_Records drawn from a dataset:_

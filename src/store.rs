//! Per-profile log store
//!
//! Holds the authoritative collection for the active profile. After every
//! mutation the collection is sorted newest first and written back whole.
//! The sort is stable and new entries are placed in front of the existing
//! ones before sorting, so among equal timestamps the most recently inserted
//! entry (or batch, in batch order) comes first.

use std::sync::mpsc::{channel, Receiver, Sender};

use chrono::{DateTime, Utc};
use log::{debug, info, warn};
use uuid::Uuid;

use crate::error::GlucoError;
use crate::model::{GlucoseLog, LogDraft, LogSource};
use crate::stats::DashboardStats;
use crate::storage::LogRepository;
use crate::window::{self, ChartRange};

/// Message sent to observers after a store operation
#[derive(Debug, Clone, PartialEq)]
pub enum Notification {
    Saved,
    Updated,
    Deleted,
    SyncCompleted { count: usize },
    Restored { count: usize },
    /// An import produced no entries
    NothingFound,
    Error(String),
}

/// The profile a store belongs to
#[derive(Debug, Clone, PartialEq, Eq)]
pub struct Session {
    pub profile_id: String,
}

pub struct LogStore {
    session: Session,
    logs: Vec<GlucoseLog>,
    repository: Box<dyn LogRepository>,
    observers: Vec<Sender<Notification>>,
}

impl LogStore {
    /// Open the store for a profile, starting from its saved collection
    pub fn open(profile_id: &str, repository: Box<dyn LogRepository>) -> Result<Self, GlucoError> {
        let logs = repository.load(profile_id)?;
        info!("Opened log store for profile {} ({} entries)", profile_id, logs.len());

        Ok(Self {
            session: Session { profile_id: profile_id.to_string() },
            logs,
            repository,
            observers: Vec::new(),
        })
    }

    pub fn profile_id(&self) -> &str {
        &self.session.profile_id
    }

    /// Entries, newest first
    pub fn logs(&self) -> &[GlucoseLog] {
        &self.logs
    }

    pub fn get(&self, id: &str) -> Option<&GlucoseLog> {
        self.logs.iter().find(|log| log.id == id)
    }

    pub fn len(&self) -> usize {
        self.logs.len()
    }

    pub fn is_empty(&self) -> bool {
        self.logs.is_empty()
    }

    /// Receive a [`Notification`] for every completed operation
    pub fn subscribe(&mut self) -> Receiver<Notification> {
        let (tx, rx) = channel();
        self.observers.push(tx);
        rx
    }

    /// Dashboard statistics over every entry, computed fresh
    pub fn stats(&self) -> DashboardStats {
        DashboardStats::from_logs(&self.logs)
    }

    /// Entries inside the trailing window ending at `now`
    pub fn window(&self, range: ChartRange, now: DateTime<Utc>) -> Vec<GlucoseLog> {
        window::filter_window(&self.logs, range, now)
    }

    /// Insert a new entry owned by the active profile
    pub fn add(&mut self, draft: LogDraft, source: LogSource) -> &GlucoseLog {
        let log = self.stamp(draft, source);
        let id = log.id.clone();
        debug!("Adding log {} at {}", id, log.timestamp);

        self.logs.insert(0, log);
        self.sort();
        self.persist();
        self.notify(Notification::Saved);

        // just inserted, so the lookup cannot miss
        let index = self.logs.iter().position(|l| l.id == id).unwrap_or(0);
        &self.logs[index]
    }

    /// Replace the entry with the same id. Returns false and does nothing
    /// when no such entry exists.
    pub fn update(&mut self, log: GlucoseLog) -> bool {
        let Some(slot) = self.logs.iter_mut().find(|l| l.id == log.id) else {
            debug!("Update ignored, no log with id {}", log.id);
            return false;
        };
        *slot = log;

        self.sort();
        self.persist();
        self.notify(Notification::Updated);
        true
    }

    /// Remove the entry with the given id. Returns false when absent.
    pub fn delete(&mut self, id: &str) -> bool {
        let before = self.logs.len();
        self.logs.retain(|l| l.id != id);
        if self.logs.len() == before {
            debug!("Delete ignored, no log with id {}", id);
            return false;
        }

        self.persist();
        self.notify(Notification::Deleted);
        true
    }

    /// Insert a batch in one operation with a single re-sort.
    /// An empty batch is reported as [`Notification::NothingFound`].
    pub fn bulk_add(&mut self, drafts: Vec<LogDraft>, source: LogSource) -> usize {
        if drafts.is_empty() {
            self.notify(Notification::NothingFound);
            return 0;
        }

        let batch: Vec<GlucoseLog> = drafts
            .into_iter()
            .map(|draft| self.stamp(draft, source))
            .collect();
        let count = batch.len();

        self.logs.splice(0..0, batch);
        self.sort();
        self.persist();
        info!("Imported {} {:?} logs ({} total)", count, source, self.logs.len());
        self.notify(Notification::SyncCompleted { count });
        count
    }

    /// Replace the whole collection, e.g. from a JSON export. Entries owned
    /// by another profile are refused and nothing changes.
    pub fn restore(&mut self, logs: Vec<GlucoseLog>) -> Result<(), GlucoError> {
        if let Some(foreign) = logs.iter().find(|l| l.profile_id != self.session.profile_id) {
            return Err(GlucoError::InvalidInput(format!(
                "entry {} belongs to profile {}, not {}",
                foreign.id, foreign.profile_id, self.session.profile_id
            )));
        }

        let count = logs.len();
        self.logs = logs;
        self.sort();
        self.persist();
        self.notify(Notification::Restored { count });
        Ok(())
    }

    fn stamp(&self, draft: LogDraft, source: LogSource) -> GlucoseLog {
        GlucoseLog::from_draft(
            draft,
            Uuid::new_v4().to_string(),
            self.session.profile_id.clone(),
            source,
        )
    }

    fn sort(&mut self) {
        self.logs.sort_by(|a, b| b.timestamp.cmp(&a.timestamp));
    }

    // Write failures do not roll back the in-memory change
    fn persist(&mut self) {
        if let Err(e) = self.repository.save(&self.session.profile_id, &self.logs) {
            warn!("Could not save logs for profile {}: {}", self.session.profile_id, e);
            self.notify(Notification::Error(format!("Could not save logs: {}", e)));
        }
    }

    fn notify(&mut self, notification: Notification) {
        self.observers.retain(|tx| tx.send(notification.clone()).is_ok());
    }
}

#[cfg(test)]
mod tests {
    use super::*;
    use crate::model::tests::t0;
    use crate::storage::MemoryRepository;
    use chrono::Duration;

    fn draft(timestamp: DateTime<Utc>, sensor: f64) -> LogDraft {
        let mut draft = LogDraft::at(timestamp);
        draft.sensor_level = Some(sensor);
        draft
    }

    fn open() -> (LogStore, MemoryRepository) {
        let repo = MemoryRepository::new();
        let store = LogStore::open("profile-1", Box::new(repo.clone())).unwrap();
        (store, repo)
    }

    fn assert_sorted(store: &LogStore) {
        assert!(store.logs().windows(2).all(|w| w[0].timestamp >= w[1].timestamp));
    }

    fn levels(store: &LogStore) -> Vec<f64> {
        store.logs().iter().map(|l| l.effective_level()).collect()
    }

    #[test]
    fn test_add_stamps_identity_and_sorts() {
        let (mut store, repo) = open();
        store.add(draft(t0(), 120.0), LogSource::Manual);
        let older = store.add(draft(t0() - Duration::hours(3), 90.0), LogSource::Manual).clone();

        assert_eq!(older.profile_id, "profile-1");
        assert_eq!(older.source, LogSource::Manual);
        assert!(!older.id.is_empty());

        // newer entry stays first even though the older one was added last
        assert_eq!(levels(&store), vec![120.0, 90.0]);
        assert_eq!(repo.stored("profile-1"), store.logs());
    }

    #[test]
    fn test_ids_are_unique() {
        let (mut store, _) = open();
        let a = store.add(draft(t0(), 100.0), LogSource::Manual).id.clone();
        let b = store.add(draft(t0(), 100.0), LogSource::Manual).id.clone();
        assert_ne!(a, b);
    }

    #[test]
    fn test_equal_timestamps_put_latest_insert_first() {
        let (mut store, _) = open();
        store.add(draft(t0(), 100.0), LogSource::Manual);
        store.add(draft(t0(), 200.0), LogSource::Manual);
        assert_eq!(levels(&store), vec![200.0, 100.0]);
    }

    #[test]
    fn test_update_replaces_and_resorts() {
        let (mut store, repo) = open();
        store.add(draft(t0(), 100.0), LogSource::Manual);
        let mut moved = store.add(draft(t0() - Duration::hours(1), 150.0), LogSource::Manual).clone();

        moved.timestamp = t0() + Duration::hours(1);
        moved.stick_level = Some(155.0);
        moved.notes = "edited".to_string();
        assert!(store.update(moved.clone()));

        assert_eq!(store.logs()[0], moved);
        assert_eq!(store.len(), 2);
        assert_sorted(&store);
        assert_eq!(repo.stored("profile-1")[0].notes, "edited");
    }

    #[test]
    fn test_update_unknown_id_is_noop() {
        let (mut store, _) = open();
        store.add(draft(t0(), 100.0), LogSource::Manual);
        let rx = store.subscribe();
        let before = store.logs().to_vec();

        let mut stranger = before[0].clone();
        stranger.id = "missing".to_string();
        stranger.sensor_level = Some(400.0);

        assert!(!store.update(stranger));
        assert_eq!(store.logs(), before.as_slice());
        assert!(rx.try_recv().is_err());
    }

    #[test]
    fn test_delete_twice() {
        let (mut store, repo) = open();
        let id = store.add(draft(t0(), 100.0), LogSource::Manual).id.clone();
        store.add(draft(t0(), 110.0), LogSource::Manual);

        assert!(store.delete(&id));
        assert!(!store.delete(&id));
        assert_eq!(store.len(), 1);
        assert!(store.get(&id).is_none());
        assert_eq!(repo.stored("profile-1").len(), 1);
    }

    #[test]
    fn test_bulk_add_single_sort_keeps_batch_order_for_ties() {
        let (mut store, _) = open();
        store.add(draft(t0(), 100.0), LogSource::Manual);

        let batch = vec![
            draft(t0() - Duration::hours(2), 80.0),
            draft(t0(), 140.0),
            draft(t0(), 150.0),
            draft(t0() + Duration::hours(1), 160.0),
        ];
        assert_eq!(store.bulk_add(batch, LogSource::Sensor), 4);

        assert_eq!(levels(&store), vec![160.0, 140.0, 150.0, 100.0, 80.0]);
        assert_sorted(&store);
        assert_eq!(store.logs().iter().filter(|l| l.source == LogSource::Sensor).count(), 4);
    }

    #[test]
    fn test_bulk_add_empty_reports_nothing_found() {
        let (mut store, _) = open();
        let rx = store.subscribe();
        assert_eq!(store.bulk_add(Vec::new(), LogSource::Sensor), 0);
        assert_eq!(rx.try_recv().unwrap(), Notification::NothingFound);
        assert!(store.is_empty());
    }

    #[test]
    fn test_notifications() {
        let (mut store, _) = open();
        let rx = store.subscribe();

        let id = store.add(draft(t0(), 100.0), LogSource::Manual).id.clone();
        let log = store.get(&id).cloned().unwrap();
        store.update(log);
        store.bulk_add(vec![draft(t0(), 90.0)], LogSource::Sensor);
        store.delete(&id);

        let received: Vec<Notification> = rx.try_iter().collect();
        assert_eq!(
            received,
            vec![
                Notification::Saved,
                Notification::Updated,
                Notification::SyncCompleted { count: 1 },
                Notification::Deleted,
            ]
        );
    }

    #[test]
    fn test_save_failure_keeps_mutation_and_notifies() {
        let (mut store, repo) = open();
        let rx = store.subscribe();
        repo.set_fail_saves(true);

        store.add(draft(t0(), 100.0), LogSource::Manual);
        assert_eq!(store.len(), 1);
        assert!(repo.stored("profile-1").is_empty());

        let received: Vec<Notification> = rx.try_iter().collect();
        assert!(matches!(received[0], Notification::Error(_)));
        assert_eq!(received[1], Notification::Saved);
    }

    #[test]
    fn test_reopen_loads_saved_state_per_profile() {
        let repo = MemoryRepository::new();
        let mut store = LogStore::open("alice", Box::new(repo.clone())).unwrap();
        store.add(draft(t0(), 100.0), LogSource::Manual);
        store.add(draft(t0() - Duration::hours(1), 120.0), LogSource::Manual);
        let saved = store.logs().to_vec();
        drop(store);

        let other = LogStore::open("bob", Box::new(repo.clone())).unwrap();
        assert!(other.is_empty());

        let again = LogStore::open("alice", Box::new(repo)).unwrap();
        assert_eq!(again.logs(), saved.as_slice());
    }

    #[test]
    fn test_stats_follow_mutations() {
        let (mut store, _) = open();
        assert_eq!(store.stats(), DashboardStats::default());

        let id = store.add(draft(t0(), 60.0), LogSource::Manual).id.clone();
        assert_eq!(store.stats().hypo_count, 1);

        store.delete(&id);
        assert_eq!(store.stats().hypo_count, 0);
    }

    #[test]
    fn test_restore_replaces_collection() {
        let (mut store, _) = open();
        store.add(draft(t0(), 100.0), LogSource::Manual);
        let exported = store.logs().to_vec();

        store.add(draft(t0(), 300.0), LogSource::Manual);
        store.restore(exported.clone()).unwrap();
        assert_eq!(store.logs(), exported.as_slice());
    }

    #[test]
    fn test_restore_refuses_other_profiles_entries() {
        let repo = MemoryRepository::new();
        let mut store = LogStore::open("bob", Box::new(repo.clone())).unwrap();
        store.add(draft(t0(), 100.0), LogSource::Manual);
        let notifications = store.subscribe();
        let before = store.logs().to_vec();

        let mut foreign = store.logs()[0].clone();
        foreign.id = "alice-entry".to_string();
        foreign.profile_id = "alice".to_string();

        let result = store.restore(vec![foreign]);
        assert!(matches!(result, Err(GlucoError::InvalidInput(_))));
        assert_eq!(store.logs(), before.as_slice());
        assert!(repo.stored("bob").iter().all(|l| l.profile_id == "bob"));
        assert!(notifications.try_recv().is_err());
    }

    #[test]
    fn test_window_uses_store_contents() {
        let (mut store, _) = open();
        store.add(draft(t0() - Duration::hours(23), 100.0), LogSource::Manual);
        store.add(draft(t0() - Duration::hours(25), 100.0), LogSource::Manual);
        assert_eq!(store.window(ChartRange::Day, t0()).len(), 1);
        assert_eq!(store.window(ChartRange::Week, t0()).len(), 2);
    }
}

_Exercise goal:_
In the records above, how many lines contain the string "active"? Reply with the number only.

_Answer to the problem:_
2